With just a couple of weeks to go before Christmas, the work Christmas party season is upon us. Whilst these events offer an opportunity for frivolity, fun and a morale boost, the recent Court of Appeal case of Bellman v Northampton Recruitment Ltd provides a sobering reminder that when work Christmas parties go wrong, they can go very wrong. Employers should remember that in certain circumstances they could be held liable for the actions of their employees, even if those actions are unauthorised and take place outside of the party.
Mr Major was the Managing Director of Northampton Recruitment Ltd, a recruitment consultancy agency. As Managing Director, he oversaw the day-to-day running of the company which consisted of 11 employees. In December 2011, Mr Major organised the annual Christmas party; from the venue, food and drink to overnight hotel stays for some of the guests. It was all payable at the expense of the company.
The party was attended by nearly all of the employees and their partners. As the party drew to a close, the idea of an impromptu after-party seemed to take hold. Mr Major ordered taxis for some attendees to take them to the nearby hotel where several people were staying. At the hotel, the participants continued drinking and chatting late into the night. Conversation turned to work-related matters including the appointment of a new employee and the terms on which he had been appointed. The conversation seemingly became quite strained as some employees had an issue with the terms of this new employee’s appointment (in particular his salary and place of work). Mr Major had been responsible for the recruitment and agreeing the terms.
Annoyed by the conversation, Mr Major summoned the remaining employees and began lecturing them on his authority and discretion as Managing Director. During this alcohol-fuelled speech, he was challenged (in an non-aggressive way) by Mr Bellman about his recruitment decisions. Mr Major lost his temper and punched Mr Bellman. The bleeding Mr Bellman (and others) tried to reason with Mr Major but it appears that by this stage Mr Major had lost control of himself and he struck Mr Bellman again. This second punch caused Mr Bellman to fall to the ground and hit his head. As a result, he sustained a traumatic brain injury resulting in him suffering speech and language impairments and losing the capacity to manage his own affairs.
The case first came before the High Court in 2016 which held that Northampton Recruitment Ltd was not vicariously liable for the actions of Mr Major. An appeal was then made to the Court of Appeal and judgment was issued in October 2018.
The Court of Appeal considered two key questions:
Question 1: What were the “field of activities” entrusted to Mr Major (or, in other words, what was the nature of Mr Major’s role)?
The Court of Appeal held that Mr Major had a very wide role as Managing Director. He was effectively “the mind and will” of the company. He had overall charge of all aspects of the company’s business, he had no set hours (and given the company was a round the clock operation, he was effectively nearly always available on call) and he controlled his own methods of work. The Court of Appeal found that Mr Major regarded maintaining his managerial authority as an important part of his work.

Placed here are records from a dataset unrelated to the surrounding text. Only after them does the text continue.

/********************************************************************************
 * Copyright (c) 2024 Contributors to the Eclipse Foundation
 *
 * See the NOTICE file(s) distributed with this work for additional
 * information regarding copyright ownership.
 *
 * This program and the accompanying materials are made available under the
 * terms of the Apache License Version 2.0 which is available at
 * https://www.apache.org/licenses/LICENSE-2.0
 *
 * SPDX-License-Identifier: Apache-2.0
 ********************************************************************************/
use chrono::{DateTime, Utc};
use serde::{Deserialize, Serialize};
use serde_json::Value;
use uuid::Uuid;

use super::{lenient_uuid, timestamp};

/// A message posted to a talk chat.
#[derive(Clone, Debug, Default, PartialEq, Serialize, Deserialize)]
#[serde(default)]
pub struct Message {
    pub id: Uuid,
    pub customer_id: Uuid,
    pub owner_type: String,
    #[serde(deserialize_with = "lenient_uuid")]
    pub owner_id: Uuid,
    #[serde(deserialize_with = "lenient_uuid")]
    pub chat_id: Uuid,
    /// The message this one replies to.
    #[serde(skip_serializing_if = "Option::is_none")]
    pub parent_id: Option<Uuid>,
    #[serde(rename = "type")]
    pub message_type: String,
    pub text: String,
    pub medias: Value,
    pub metadata: Value,
    #[serde(with = "timestamp", skip_serializing_if = "Option::is_none")]
    pub tm_create: Option<DateTime<Utc>>,
    #[serde(with = "timestamp", skip_serializing_if = "Option::is_none")]
    pub tm_update: Option<DateTime<Utc>>,
    #[serde(with = "timestamp", skip_serializing_if = "Option::is_none")]
    pub tm_delete: Option<DateTime<Utc>>,
}
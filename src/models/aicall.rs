/********************************************************************************
 * Copyright (c) 2024 Contributors to the Eclipse Foundation
 *
 * See the NOTICE file(s) distributed with this work for additional
 * information regarding copyright ownership.
 *
 * This program and the accompanying materials are made available under the
 * terms of the Apache License Version 2.0 which is available at
 * https://www.apache.org/licenses/LICENSE-2.0
 *
 * SPDX-License-Identifier: Apache-2.0
 ********************************************************************************/
use chrono::{DateTime, Utc};
use serde::{Deserialize, Serialize};
use uuid::Uuid;

use super::{lenient_uuid, timestamp};

/// A call or conversation driven by an AI.
#[derive(Clone, Debug, Default, PartialEq, Eq, Serialize, Deserialize)]
#[serde(default)]
pub struct AIcall {
    pub id: Uuid,
    pub customer_id: Uuid,
    #[serde(deserialize_with = "lenient_uuid")]
    pub ai_id: Uuid,
    #[serde(deserialize_with = "lenient_uuid")]
    pub activeflow_id: Uuid,
    pub reference_type: String,
    #[serde(deserialize_with = "lenient_uuid")]
    pub reference_id: Uuid,
    #[serde(deserialize_with = "lenient_uuid")]
    pub confbridge_id: Uuid,
    pub status: String,
    pub gender: String,
    pub language: String,
    #[serde(with = "timestamp", skip_serializing_if = "Option::is_none")]
    pub tm_end: Option<DateTime<Utc>>,
    #[serde(with = "timestamp", skip_serializing_if = "Option::is_none")]
    pub tm_create: Option<DateTime<Utc>>,
    #[serde(with = "timestamp", skip_serializing_if = "Option::is_none")]
    pub tm_update: Option<DateTime<Utc>>,
    #[serde(with = "timestamp", skip_serializing_if = "Option::is_none")]
    pub tm_delete: Option<DateTime<Utc>>,
}

/// A function call requested by the AI, with its arguments as a JSON encoded string.
#[derive(Clone, Debug, Default, PartialEq, Eq, Serialize, Deserialize)]
pub struct ToolFunction {
    pub name: String,
    pub arguments: String,
}
use crate::error::BackendResult;
use crate::query::{AttributeUpdate, MatchedItem, Query, ResultPolicy};

/// A platform secure credential service.
///
/// The four primitives are a fixed black-box contract. All implementations
/// must satisfy:
/// - An item identity (class, service, access group, account,
///   synchronizable) maps to at most one live item.
/// - `add` never overwrites; it fails with `DuplicateItem` instead.
/// - `update`, `delete` and `copy_matching` fail with `ItemNotFound` when
///   nothing matches.
/// - Concurrent calls on the same identity are serialized internally.
pub trait SecureBackend: Send + Sync {
    /// Store a new item described by `query`, including `query.value`.
    fn add(&self, query: &Query) -> BackendResult<()>;

    /// Apply `changes` to every item matching `query`.
    fn update(&self, query: &Query, changes: &AttributeUpdate) -> BackendResult<()>;

    /// Delete every item matching `query`.
    fn delete(&self, query: &Query) -> BackendResult<()>;

    /// Return matching items shaped by `policy`.
    ///
    /// With [`MatchLimit::One`](crate::MatchLimit::One) at most one item is
    /// returned even if several match.
    fn copy_matching(&self, query: &Query, policy: &ResultPolicy)
        -> BackendResult<Vec<MatchedItem>>;
}
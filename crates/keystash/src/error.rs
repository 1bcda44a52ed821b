use keystash_backend::BackendError;
use keystash_codec::CodecError;
use thiserror::Error;

/// Errors surfaced by the throwing half of the [`CredentialStore`] API.
///
/// "Not found" never appears here: lookups report absence as `Ok(None)`.
/// A duplicate-item conflict on write is resolved internally by updating.
///
/// [`CredentialStore`]: crate::CredentialStore
#[derive(Debug, Error)]
pub enum StoreError {
    /// The platform service reported a failure status.
    #[error("credential service status {code}: {0}", code = .0.code())]
    Status(#[from] BackendError),

    /// A value exists but cannot be decoded as the requested type.
    #[error("value for {key:?} is not a valid {expected}: {source}")]
    InvalidCast {
        key: String,
        expected: &'static str,
        #[source]
        source: CodecError,
    },

    /// A value could not be encoded for storage.
    #[error("cannot encode value: {0}")]
    Encoding(#[source] CodecError),

    /// Entry keys must be non-empty.
    #[error("entry key must not be empty")]
    InvalidKey,

    /// The store configuration is malformed.
    #[error("invalid configuration: {0}")]
    Config(String),
}

impl StoreError {
    /// The platform status code, if this is a status failure.
    pub fn status_code(&self) -> Option<i32> {
        match self {
            Self::Status(e) => Some(e.code()),
            _ => None,
        }
    }
}

/// Result alias for store operations.
pub type StoreResult<T> = Result<T, StoreError>;
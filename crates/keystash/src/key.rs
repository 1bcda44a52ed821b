use std::fmt;

use keystash_backend::Accessibility;

/// A caller-supplied entry key plus the per-call item options.
///
/// Plain strings convert into an `EntryKey` with no accessibility and
/// `synchronizable = false`, so most calls just pass `"name"`:
///
/// ```ignore
/// store.set(&token, "api-token");
/// store.set(&token, EntryKey::new("api-token").accessible(Accessibility::AfterFirstUnlock));
/// ```
#[derive(Clone, Debug, PartialEq, Eq, Hash)]
pub struct EntryKey {
    name: String,
    accessibility: Option<Accessibility>,
    synchronizable: bool,
}

impl EntryKey {
    pub fn new(name: impl Into<String>) -> Self {
        Self {
            name: name.into(),
            accessibility: None,
            synchronizable: false,
        }
    }

    /// Constrain lookups to, and write entries with, this accessibility.
    pub fn accessible(mut self, level: Accessibility) -> Self {
        self.accessibility = Some(level);
        self
    }

    /// Address the synchronizable (replicated) variant of the entry.
    pub fn synchronizable(mut self, sync: bool) -> Self {
        self.synchronizable = sync;
        self
    }

    pub fn name(&self) -> &str {
        &self.name
    }

    pub fn accessibility(&self) -> Option<&Accessibility> {
        self.accessibility.as_ref()
    }

    pub fn is_synchronizable(&self) -> bool {
        self.synchronizable
    }
}

impl fmt::Display for EntryKey {
    fn fmt(&self, f: &mut fmt::Formatter<'_>) -> fmt::Result {
        f.write_str(&self.name)
    }
}

impl From<&str> for EntryKey {
    fn from(name: &str) -> Self {
        Self::new(name)
    }
}

impl From<String> for EntryKey {
    fn from(name: String) -> Self {
        Self::new(name)
    }
}

impl From<&String> for EntryKey {
    fn from(name: &String) -> Self {
        Self::new(name.as_str())
    }
}

impl From<&EntryKey> for EntryKey {
    fn from(key: &EntryKey) -> Self {
        key.clone()
    }
}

Question 2: Was there sufficient connection between Mr Major’s role and his conduct to make it right for Northampton Recruitment Ltd (the employer) to be held vicariously liable for Mr Major’s actions?
The Court of Appeal had to consider whether, at the time of the incident, Mr Major was acting “within his field of activities”, or if he should be regarded as merely a reveller. Despite the events occurring at around 3am and outside of the working environment (and outside of the official Christmas party), the Court of Appeal found that the time and place an incident occurred was not conclusive that Mr Major was a mere reveller. Instead the conduct had to be seen against the whole context of the evening’s events, these being that:
Mr Major had previously been fulfilling his duties as Managing Director throughout the Christmas party for a large part of the evening (such as making sure the arrangements ran smoothly and organising and paying for taxis); and
The discussion had returned to work-related matters for a significant period of time.
The Court of Appeal therefore concluded that when Mr Major summoned his subordinates to lecture them on his authority as Managing Director, had in fact donned his “metaphorical Managing Director’s cap”. Part of Mr Major’s role was to maintain discipline and to issue instructions to employees and therefore when Mr Major’s authority had been challenged, he did just that (albeit in a violent manner which clearly he should not have done).
As such, the Court of Appeal concluded that Mr Major had been acting within his field of activities as Managing Director (despite misusing his position) and therefore Northampton Recruitment Ltd was vicariously liable for Mr Major’s actions.
Before employers start panicking, there is no need to overreact and cancel the Christmas party! Mr Major’s role was unusual in that the remit of his authority was extremely wide. Consequently, it is unlikely there will be very many direct parallels with this case given its particular facts. That said, the case does demonstrate that when considering an employee’s field of activities, these will be construed very widely and do not merely consist of what an employee is authorised to do. The context and circumstances surrounding an incident will also be particularly important.
In light of this case, sensible employers will want to remind their employees (particular the senior ones) that Christmas parties should be seen as an extension of the work environment and that their behaviour should reflect that. Managers and Human Resources might also want to keep a sober watchful eye as the party progress to ensure that any potential incidents are diffused before they escalate into a situation that the employer might have liability for.